Il terminale offensivo della squadra è Breel Embolo. Su di lui le attenzioni si sono concentrate a partire dall’Europeo del 2016, quando aveva appena 19 anni ma già un coro a lui dedicato dai tifosi svizzeri. Come si diceva però, mentre prima ci si poteva accontentare di sporadici guizzi risolutivi, con il calo di Seferovic sarà lui che dovrà dare l’apporto più consistente in fase di rifinitura. Un altro grosso punto interrogativo dunque, perché la costanza non l’ha mai accompagnato nel suo percorso sportivo, quantomeno per il momento. Le premesse sembrano però essere propizie: 5 reti e 2 assist nelle ultime 7 partite di Ligue 1 con il Monaco.
Perciò, nonostante il brillante, ahinoi, cammino durante la fase di qualificazione, per via di queste metamorfosi traversanti alcuni giocatori nell’inizio del nuovo corso targato Yakin, la Svizzera non pareva porsi ambiziosi obiettivi per la spedizione qatariota. Tuttavia, a seguito dell’ultima tornata in Nations League, con il successo esterno sulla Spagna e quello casalingo sulla Repubblica Ceca, è tornata a tirare aria di grande entusiasmo. Lo scontro con il Camerun, e soprattutto quello con la Serbia sono alla portata (forse più nella testa dei rossocrociati che sulla carta), e il sogno è di ripetere quanto compiuto allo scorso Europeo.

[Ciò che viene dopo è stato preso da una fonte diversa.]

use crate::cache::HlsCache;
use crate::catalog::{ChannelCatalog, StaticCatalog};
use crate::config::AppConfig;
use crate::control::ControlClient;
use crate::engine::Engine;
use crate::error::Result;
use crate::inspector::SystemInspector;
use crate::lifecycle::LifecycleManager;
use crate::proxy::HlsProxy;
use std::sync::Arc;
use std::time::Duration;
use tracing::info;

/// 全局应用上下文
pub struct AppState {
    pub config: AppConfig,
    /// 签名链接 HLS 代理
    pub proxy: HlsProxy,
    pub catalog: Arc<dyn ChannelCatalog>,
    /// 控制面 API 客户端
    pub control: Arc<ControlClient>,
    /// 播放列表与切片缓存
    pub cache: Arc<HlsCache>,
    /// 本地转码进程表
    pub engine: Arc<Engine>,
    /// 控制面进程生命周期与看门狗
    pub lifecycle: Arc<LifecycleManager>,
}

pub type SharedState = Arc<AppState>;

impl AppState {
    pub fn build(config: AppConfig) -> Result<SharedState> {
        let control = Arc::new(ControlClient::new(&config.control_plane)?);
        let cache = Arc::new(HlsCache::new(
            Duration::from_millis(config.proxy.playlist_cache_ms),
            Duration::from_secs(config.proxy.segment_cache_secs),
        ));
        let engine = Arc::new(Engine::new(config.transcoder.clone()));
        let channels = StaticCatalog::new(config.channels.clone());
        info!(channels = channels.len(), "channel catalog loaded");
        let catalog: Arc<dyn ChannelCatalog> = Arc::new(channels);
        let proxy = HlsProxy::new(
            &config.server,
            config.proxy.clone(),
            control.clone(),
            catalog.clone(),
            engine.clone(),
            cache.clone(),
        )?;
        let lifecycle = Arc::new(LifecycleManager::new(
            config.lifecycle.clone(),
            config.control_plane.base_url.clone(),
            Arc::new(SystemInspector),
            Arc::new(SystemInspector),
        ));

        Ok(Arc::new(Self {
            config,
            proxy,
            catalog,
            control,
            cache,
            engine,
            lifecycle,
        }))
    }
}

La trasformazione nell’assetto tattico, gli scambi di ruolo e la redistribuzione delle mansioni non possono comunque nascondere sotto al tappeto quello che, anche se un po’ impolverato, rimane il fattore che più sposta gli equilibri fra quelli a disposizione. La Svizzera non può infatti prescindere dalle fiammate di Xherdan Shaqiri, da cui tanto dipenderà il destino della nazionale rossocrociata. Malgrado adesso giochi a Chicago, colui che è stato il leader tecnico della nazionale nelle ultime cinque campagne internazionali, lo sarà anche a Qatar 2022. Terminata la MLS, oltre un mese fa, Shaqiri è rientrato in Svizzera e si è allenato con la squadra del Lugano, in modo da non perdere la forma in vista dell’appuntamento mondiale. La motivazione pare esserci, la qualità sicuramente non è scomparsa; impiegato come esterno, trequartista o a supporto della punta, sarà l’unico (insieme forse al già citato ma giovane Okafor) ad avere nei piedi le giocate per accendere la luce nei momenti di buio.
Postilla finale dedicata ad un pallino di chi scrive, ovvero a Ardon Jashari, mediano del 2002 e capitano del Lucerna (attualmente sesto nel campionato svizzero). Appena alla sua seconda convocazione, probabilmente non sarà questa la competizione in cui spiccherà, ma di centrocampisti con una tale finezza nella comprensione del gioco e nella gestione del pallone non se ne sono visti negli ultimi decenni di calcio svizzero.